The vast majority of adults still live in their parent’s
house. I am not speaking of a literal house of course. I’m referring
to the one inside our head. We’ve all got one, and in most cases
our parents built it. For all but a few enlightened individuals, it lasts
far longer than the physical houses they grew up in.
The house inside our head is an abstract construct of religious beliefs,
or other value system.
In spite of the fact that there is a very strong suggestion that we should
leave our parents and start our own lives, most take the ancient directive
only in the most literal sense. The suggestion I am referring to is the
famous verse from Genesis, which goes something like, “Therefore
shall a man leave his father and mother, and cleave unto his wife …”
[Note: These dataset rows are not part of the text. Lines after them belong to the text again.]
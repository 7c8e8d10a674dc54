//! Embedded entry point: wiring and task spawns for the nRF52840 build.
//!
//! Boot creates the arbiter and service singletons, brings up the display
//! I²C, the camera and card SPI buses, the SAADC battery sense and the
//! shutter pin (GPIOTE), then starts the button pipeline and the program
//! task. Workers are spawned per request out of [`FwWorkers`]; their
//! hardware lives in async-mutexed singletons so a finished worker task
//! can be respawned for the next request.
//!
//! Initialisation failures are logged and the device keeps running in a
//! degraded state; there is no graceful shutdown beyond `end()` on the
//! button service.

#![no_std]
#![no_main]

use defmt::{info, warn};
use defmt_rtt as _;
use panic_probe as _;

use embassy_executor::Spawner;
use embassy_nrf::gpio::{Input, Level, Output, OutputDrive, Pull};
use embassy_nrf::saadc::{self, ChannelConfig, Saadc};
use embassy_nrf::spim::{self, Spim};
use embassy_nrf::twim::{self, Twim};
use embassy_nrf::{bind_interrupts, peripherals};
use embassy_sync::blocking_mutex::raw::CriticalSectionRawMutex;
use embassy_sync::mutex::Mutex;
use embassy_time::{Delay, Duration};
use embedded_hal_bus::spi::ExclusiveDevice;
use static_cell::StaticCell;

use shutterbox::arbiter::Arbiter;
use shutterbox::button::{ButtonService, EventChannel};
use shutterbox::config::{BATTERY_TAKE_MS, STORAGE_TAKE_MS};
use shutterbox::hw::camera::SpiCamera;
use shutterbox::hw::sdcard::SdStorage;
use shutterbox::hw::sense::AdcBatterySense;
use shutterbox::hw::shutter::ShutterButton;
use shutterbox::program::{Program, Workers};
use shutterbox::tasks::battery::run_battery_read;
use shutterbox::tasks::save::run_image_save;
use shutterbox::tasks::{BatteryResultChannel, OpFlag, SaveResultChannel};
use shutterbox::ui::Screens;

bind_interrupts!(struct Irqs {
    SPIM0_SPIS0_TWIM0_TWIS0_SPI0_TWI0 => twim::InterruptHandler<peripherals::TWISPI0>;
    SPIM2_SPIS2_SPI2 => spim::InterruptHandler<peripherals::SPI2>;
    SPIM3 => spim::InterruptHandler<peripherals::SPI3>;
    SAADC => saadc::InterruptHandler;
});

type DisplayI2c = Twim<'static, peripherals::TWISPI0>;
type CameraSpi = ExclusiveDevice<Spim<'static, peripherals::SPI2>, Output<'static>, Delay>;
type CardSpi = ExclusiveDevice<Spim<'static, peripherals::SPI3>, Output<'static>, Delay>;

type Cam = SpiCamera<CameraSpi>;
type Card = SdStorage<CardSpi, Delay>;

/// The capture worker's peripherals, parked between invocations.
struct SaveHardware {
    camera: Cam,
    card: Card,
}

static ARBITER: Arbiter = Arbiter::new();
static SHUTTER: ButtonService = ButtonService::new();

static PROGRAM_EVENTS: EventChannel = EventChannel::new();
static SAVE_RESULTS: SaveResultChannel = SaveResultChannel::new();
static BATTERY_RESULTS: BatteryResultChannel = BatteryResultChannel::new();

static SAVE_FLAG: OpFlag = OpFlag::new();
static BATTERY_FLAG: OpFlag = OpFlag::new();

static SAVE_HW: StaticCell<Mutex<CriticalSectionRawMutex, SaveHardware>> = StaticCell::new();
static SENSE: StaticCell<Mutex<CriticalSectionRawMutex, AdcBatterySense>> = StaticCell::new();

/// Worker layer wired to real task spawns.
struct FwWorkers {
    spawner: Spawner,
    save_hw: &'static Mutex<CriticalSectionRawMutex, SaveHardware>,
    sense: &'static Mutex<CriticalSectionRawMutex, AdcBatterySense>,
}

impl Workers for FwWorkers {
    fn save_in_progress(&self) -> bool {
        SAVE_FLAG.is_set()
    }

    fn start_save(&mut self) -> bool {
        if !SAVE_FLAG.try_begin() {
            return false;
        }
        if self.spawner.spawn(image_save_task(self.save_hw)).is_err() {
            warn!("could not spawn image save task");
            SAVE_FLAG.clear();
            return false;
        }
        true
    }

    fn start_battery_read(&mut self) -> bool {
        if !BATTERY_FLAG.try_begin() {
            return false;
        }
        if self.spawner.spawn(battery_read_task(self.sense)).is_err() {
            warn!("could not spawn battery read task");
            BATTERY_FLAG.clear();
            return false;
        }
        true
    }

    fn start_film_download(&mut self) -> bool {
        // film transfer is a stub collaborator; nothing to start yet
        warn!("film transfer requested but not implemented");
        false
    }
}

#[embassy_executor::task]
async fn shutter_task(mut pin: ShutterButton) {
    SHUTTER.process(&mut pin).await;
    info!("shutter pipeline stopped");
}

#[embassy_executor::task]
async fn program_task(
    program: Program<Screens<DisplayI2c>, Output<'static>, FwWorkers>,
) -> ! {
    program.run().await
}

#[embassy_executor::task]
async fn image_save_task(hw: &'static Mutex<CriticalSectionRawMutex, SaveHardware>) {
    let mut hw = hw.lock().await;
    let hw = &mut *hw;
    let outcome = run_image_save(
        &ARBITER,
        &mut hw.camera,
        &mut hw.card,
        &SAVE_FLAG,
        &SAVE_RESULTS,
        Duration::from_millis(STORAGE_TAKE_MS),
    )
    .await;

    match outcome {
        Ok(()) => info!("capture saved"),
        Err(e) => warn!("capture failed: code {} ({})", e.code(), e.message()),
    }
}

#[embassy_executor::task]
async fn battery_read_task(sense: &'static Mutex<CriticalSectionRawMutex, AdcBatterySense>) {
    let mut sense = sense.lock().await;
    let outcome = run_battery_read(
        &ARBITER,
        &mut *sense,
        &BATTERY_FLAG,
        &BATTERY_RESULTS,
        Duration::from_millis(BATTERY_TAKE_MS),
    )
    .await;

    match outcome {
        Ok(r) => info!("battery: {} mV ({}%)", r.millivolts, r.percent),
        Err(e) => warn!("battery read failed: {}", e.message()),
    }
}

#[embassy_executor::main]
async fn main(spawner: Spawner) {
    let p = embassy_nrf::init(Default::default());
    info!("booting...");

    // Display: SSD1306 over TWI
    let i2c = Twim::new(p.TWISPI0, Irqs, p.P0_26, p.P0_27, twim::Config::default());
    let screens = Screens::new(i2c);

    // Camera: SPI module behind its own chip select
    let mut cam_config = spim::Config::default();
    cam_config.frequency = spim::Frequency::M8;
    let cam_spi = Spim::new(p.SPI2, Irqs, p.P0_19, p.P0_21, p.P0_22, cam_config);
    let cam_cs = Output::new(p.P0_17, Level::High, OutputDrive::Standard);
    let camera = SpiCamera::new(ExclusiveDevice::new(cam_spi, cam_cs, Delay).unwrap());

    // Removable card: second SPI bus
    let mut sd_config = spim::Config::default();
    sd_config.frequency = spim::Frequency::M8;
    let sd_spi = Spim::new(p.SPI3, Irqs, p.P0_14, p.P0_15, p.P0_16, sd_config);
    let sd_cs = Output::new(p.P0_20, Level::High, OutputDrive::Standard);
    let card = SdStorage::new(ExclusiveDevice::new(sd_spi, sd_cs, Delay).unwrap(), Delay);

    // Battery sense: gated divider into AIN0
    let channel = ChannelConfig::single_ended(p.P0_02);
    let adc = Saadc::new(p.SAADC, Irqs, saadc::Config::default(), [channel]);
    let gate = Output::new(p.P0_31, Level::Low, OutputDrive::Standard);
    let sense = AdcBatterySense::new(adc, gate);

    // Lamp and shutter button
    let lamp = Output::new(p.P0_13, Level::Low, OutputDrive::Standard);
    let shutter_pin = Input::new(p.P0_11, Pull::Up);
    let shutter = ShutterButton::new(shutter_pin, Level::Low);
    info!("hardware initialized.");

    let save_hw = SAVE_HW.init(Mutex::new(SaveHardware { camera, card }));
    let sense = SENSE.init(Mutex::new(sense));

    if SHUTTER.subscribe(&PROGRAM_EVENTS).is_err() {
        warn!("subscriber registry full; program will see no input");
    }

    let workers = FwWorkers {
        spawner,
        save_hw,
        sense,
    };
    let program = Program::new(
        &ARBITER,
        &PROGRAM_EVENTS,
        &SAVE_RESULTS,
        &BATTERY_RESULTS,
        screens,
        lamp,
        workers,
    );

    // arm the pipeline, then hand the screens to the program loop
    if spawner.spawn(shutter_task(shutter)).is_err() {
        warn!("failed to start shutter pipeline");
    }
    if spawner.spawn(program_task(program)).is_err() {
        warn!("failed to start program task");
    }

    info!("ready.");
}
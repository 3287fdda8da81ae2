use tokio::sync::broadcast;
use tokio::task::JoinHandle;
use tracing::{info, warn};

#[cfg(unix)]
use tokio::signal::unix::{SignalKind, signal};

pub type ShutdownSender = broadcast::Sender<()>;
pub type ShutdownReceiver = broadcast::Receiver<()>;

/// Broadcast channel size for shutdown notifications (single signal fan-out).
const SHUTDOWN_CHANNEL_CAPACITY: usize = 1;

#[must_use]
pub fn shutdown_channel() -> (ShutdownSender, ShutdownReceiver) {
    broadcast::channel::<()>(SHUTDOWN_CHANNEL_CAPACITY)
}

/// Turns Ctrl+C (and SIGTERM on unix) into a shutdown broadcast. The task
/// also exits once shutdown is sent from elsewhere.
pub fn setup_signal_shutdown_handler(shutdown_tx: &ShutdownSender) -> JoinHandle<()> {
    let shutdown_tx = shutdown_tx.clone();
    let mut shutdown_rx = shutdown_tx.subscribe();
    tokio::spawn(async move {
        #[cfg(unix)]
        let mut term_signal = match signal(SignalKind::terminate()) {
            Ok(signal) => Some(signal),
            Err(err) => {
                warn!("Failed to register SIGTERM handler: {}", err);
                None
            }
        };

        #[cfg(unix)]
        {
            tokio::select! {
                _ = shutdown_rx.recv() => {}
                _ = tokio::signal::ctrl_c() => {
                    info!("Interrupted, stopping jobs");
                    drop(shutdown_tx.send(()));
                }
                () = async {
                    if let Some(signal) = term_signal.as_mut() {
                        signal.recv().await;
                    } else {
                        std::future::pending::<()>().await;
                    }
                } => {
                    info!("Terminated, stopping jobs");
                    drop(shutdown_tx.send(()));
                }
            }
        }

        #[cfg(not(unix))]
        {
            tokio::select! {
                _ = shutdown_rx.recv() => {}
                _ = tokio::signal::ctrl_c() => {
                    info!("Interrupted, stopping jobs");
                    drop(shutdown_tx.send(()));
                }
            }
        }
    })
}
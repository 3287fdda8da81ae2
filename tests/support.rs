use std::ffi::OsStr;
use std::io::{Read, Write};
use std::net::{Shutdown, TcpListener, TcpStream};
use std::process::{Command, Output};
use std::sync::{Arc, Mutex, PoisonError, mpsc};
use std::thread;
use std::time::Duration;

/// Largest request head the test server accepts.
const MAX_HEAD_BYTES: usize = 64 * 1024;

/// How the test server treats a connection after answering a request.
#[derive(Debug, Clone, Copy, PartialEq, Eq)]
pub enum ConnectionMode {
    /// Answer with `Connection: close` and hang up.
    Close,
    /// Keep serving requests on the same connection.
    KeepAlive,
}

pub struct ServerHandle {
    shutdown: mpsc::Sender<()>,
    thread: Option<thread::JoinHandle<()>>,
    recorded: Arc<Recorded>,
}

#[derive(Default)]
struct Recorded {
    heads: Mutex<Vec<String>>,
    tunnels: Mutex<Vec<String>>,
}

impl ServerHandle {
    /// Request heads (request line plus headers) received so far, exactly
    /// as sent. Requests that arrived through a tunnel are included.
    pub fn heads(&self) -> Vec<String> {
        self.recorded
            .heads
            .lock()
            .unwrap_or_else(PoisonError::into_inner)
            .clone()
    }

    /// `CONNECT` request heads received so far.
    pub fn tunnels(&self) -> Vec<String> {
        self.recorded
            .tunnels
            .lock()
            .unwrap_or_else(PoisonError::into_inner)
            .clone()
    }
}

impl Drop for ServerHandle {
    fn drop(&mut self) {
        let _send_result = self.shutdown.send(());
        if let Some(handle) = self.thread.take() {
            drop(handle.join());
        }
    }
}

/// Spawn a lightweight HTTP server that answers every request with `status`,
/// closes each connection after one response and records each request head.
///
/// # Errors
///
/// Returns an error if the listener cannot be created or configured.
pub fn spawn_recording_server(status: u16) -> Result<(String, ServerHandle), String> {
    spawn_server(status, ConnectionMode::Close)
}

/// Spawn a recording server that also accepts `CONNECT` and then serves the
/// tunnelled requests itself.
///
/// # Errors
///
/// Returns an error if the listener cannot be created or configured.
pub fn spawn_server(status: u16, mode: ConnectionMode) -> Result<(String, ServerHandle), String> {
    let listener = TcpListener::bind("127.0.0.1:0")
        .map_err(|err| format!("bind test server failed: {}", err))?;
    let addr = listener
        .local_addr()
        .map_err(|err| format!("server addr failed: {}", err))?;
    listener
        .set_nonblocking(true)
        .map_err(|err| format!("set_nonblocking failed: {}", err))?;

    let (shutdown_tx, shutdown_rx) = mpsc::channel();
    let recorded = Arc::new(Recorded::default());
    let shared = Arc::clone(&recorded);

    let handle = thread::spawn(move || {
        loop {
            if shutdown_rx.try_recv().is_ok() {
                break;
            }

            match listener.accept() {
                Ok((stream, _)) => {
                    let shared = Arc::clone(&shared);
                    thread::spawn(move || handle_client(stream, status, mode, &shared));
                }
                Err(err) if err.kind() == std::io::ErrorKind::WouldBlock => {
                    thread::sleep(Duration::from_millis(5));
                }
                Err(_) => break,
            }
        }
    });

    Ok((
        format!("http://{}", addr),
        ServerHandle {
            shutdown: shutdown_tx,
            thread: Some(handle),
            recorded,
        },
    ))
}

/// Like [`spawn_recording_server`], but skips when sockets are not allowed.
///
/// # Errors
///
/// Returns an error if the server fails for any other reason.
pub fn spawn_recording_server_or_skip(
    status: u16,
) -> Result<Option<(String, ServerHandle)>, String> {
    spawn_server_or_skip(status, ConnectionMode::Close)
}

/// Like [`spawn_server`], but skips when sockets are not allowed.
///
/// # Errors
///
/// Returns an error if the server fails for any other reason.
pub fn spawn_server_or_skip(
    status: u16,
    mode: ConnectionMode,
) -> Result<Option<(String, ServerHandle)>, String> {
    match spawn_server(status, mode) {
        Ok(result) => Ok(Some(result)),
        Err(err) if err.contains("Operation not permitted") => {
            eprintln!("Skipping e2e test: {}", err);
            Ok(None)
        }
        Err(err) => Err(err),
    }
}

/// Returns a loopback port with nothing listening on it.
///
/// # Errors
///
/// Returns an error if a throwaway listener cannot be bound.
pub fn closed_port() -> Result<u16, String> {
    let listener = TcpListener::bind("127.0.0.1:0")
        .map_err(|err| format!("bind listener failed: {}", err))?;
    let port = listener
        .local_addr()
        .map_err(|err| format!("listener addr failed: {}", err))?
        .port();
    drop(listener);
    Ok(port)
}

fn handle_client(mut stream: TcpStream, status: u16, mode: ConnectionMode, recorded: &Recorded) {
    if stream.set_nonblocking(false).is_err() {
        return;
    }
    drop(stream.set_read_timeout(Some(Duration::from_secs(5))));

    let mut received = Vec::new();
    loop {
        let Some(head) = read_head(&mut stream, &mut received) else {
            return;
        };
        if head.starts_with("CONNECT ") {
            recorded
                .tunnels
                .lock()
                .unwrap_or_else(PoisonError::into_inner)
                .push(head);
            if stream
                .write_all(b"HTTP/1.1 200 Connection established\r\n\r\n")
                .is_err()
            {
                return;
            }
            continue;
        }

        if !skip_body(&mut stream, &mut received, content_length(&head)) {
            return;
        }
        recorded
            .heads
            .lock()
            .unwrap_or_else(PoisonError::into_inner)
            .push(head);

        let connection = match mode {
            ConnectionMode::Close => "close",
            ConnectionMode::KeepAlive => "keep-alive",
        };
        let response = format!(
            "HTTP/1.1 {} Test\r\nContent-Length: 2\r\nConnection: {}\r\n\r\nOK",
            status, connection
        );
        if stream.write_all(response.as_bytes()).is_err() || stream.flush().is_err() {
            return;
        }
        if mode == ConnectionMode::Close {
            drop(stream.shutdown(Shutdown::Both));
            return;
        }
    }
}

/// Reads up to the end of the next request head and removes it from
/// `received`. Bytes past the head stay buffered.
fn read_head(stream: &mut TcpStream, received: &mut Vec<u8>) -> Option<String> {
    let mut chunk = [0u8; 4096];
    let head_end = loop {
        if let Some(pos) = find_head_end(received) {
            break pos;
        }
        if received.len() > MAX_HEAD_BYTES {
            return None;
        }
        match stream.read(&mut chunk) {
            Ok(0) | Err(_) => return None,
            Ok(read) => received.extend_from_slice(chunk.get(..read).unwrap_or_default()),
        }
    };
    let head = String::from_utf8_lossy(received.get(..head_end).unwrap_or_default()).into_owned();
    received.drain(..head_end.saturating_add(4));
    Some(head)
}

fn skip_body(stream: &mut TcpStream, received: &mut Vec<u8>, len: usize) -> bool {
    let mut chunk = [0u8; 4096];
    while received.len() < len {
        match stream.read(&mut chunk) {
            Ok(0) | Err(_) => return false,
            Ok(read) => received.extend_from_slice(chunk.get(..read).unwrap_or_default()),
        }
    }
    received.drain(..len);
    true
}

fn find_head_end(received: &[u8]) -> Option<usize> {
    received.windows(4).position(|window| window == b"\r\n\r\n")
}

fn content_length(head: &str) -> usize {
    head.lines()
        .filter_map(|line| line.split_once(':'))
        .find(|(name, _)| name.trim().eq_ignore_ascii_case("content-length"))
        .and_then(|(_, value)| value.trim().parse().ok())
        .unwrap_or(0)
}

/// Run the `trafficgen` binary and capture output.
///
/// # Errors
///
/// Returns an error if the binary cannot be executed.
pub fn run_trafficgen<I, S>(args: I) -> Result<Output, String>
where
    I: IntoIterator<Item = S>,
    S: AsRef<OsStr>,
{
    let bin = trafficgen_bin()?;
    Command::new(bin)
        .args(args)
        .env("RUST_LOG", "error")
        .output()
        .map_err(|err| format!("run trafficgen failed: {}", err))
}

fn trafficgen_bin() -> Result<String, String> {
    option_env!("CARGO_BIN_EXE_trafficgen").map_or_else(
        || Err("CARGO_BIN_EXE_trafficgen missing at compile time.".to_owned()),
        |path| Ok(path.to_owned()),
    )
}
I’m not really interested so much in the part about “cleaving
unto his wife” as the words, “Therefore shall a man leave
his father and mother,” with the emphasis on the word “leave.”
If a man (or a woman) is practicing the religion of their parents, they
have not truly left their parents. In a very real sense, they are still
living in the house they grew up in.
It is nearly a universally accepted mark of maturity to make your own
home. Indeed, that is what the biblical verse is truly about, maturity.
“Therefore shall a man leave his father,” with the
emphasis on “man” (as opposed to “child”).
To be mature, however, suggests more than simply growing up in the physical
sense.
We have all experienced full-grown adults (perhaps even our own selves)
referred to, or occasionally described, as children, primarily because
of behavior, or attitude.
The standard of maturity therefore (leaving ones father and mother), is
a proverbial two-edged sword.
Yes, it is a mark of maturity to leave ones father and mother and make
ones own physical home. But the second swipe of the blade (usually rendering
the lethal cut) compels us to dismantle the home inside our head (the
framework of our religious beliefs), and build our own.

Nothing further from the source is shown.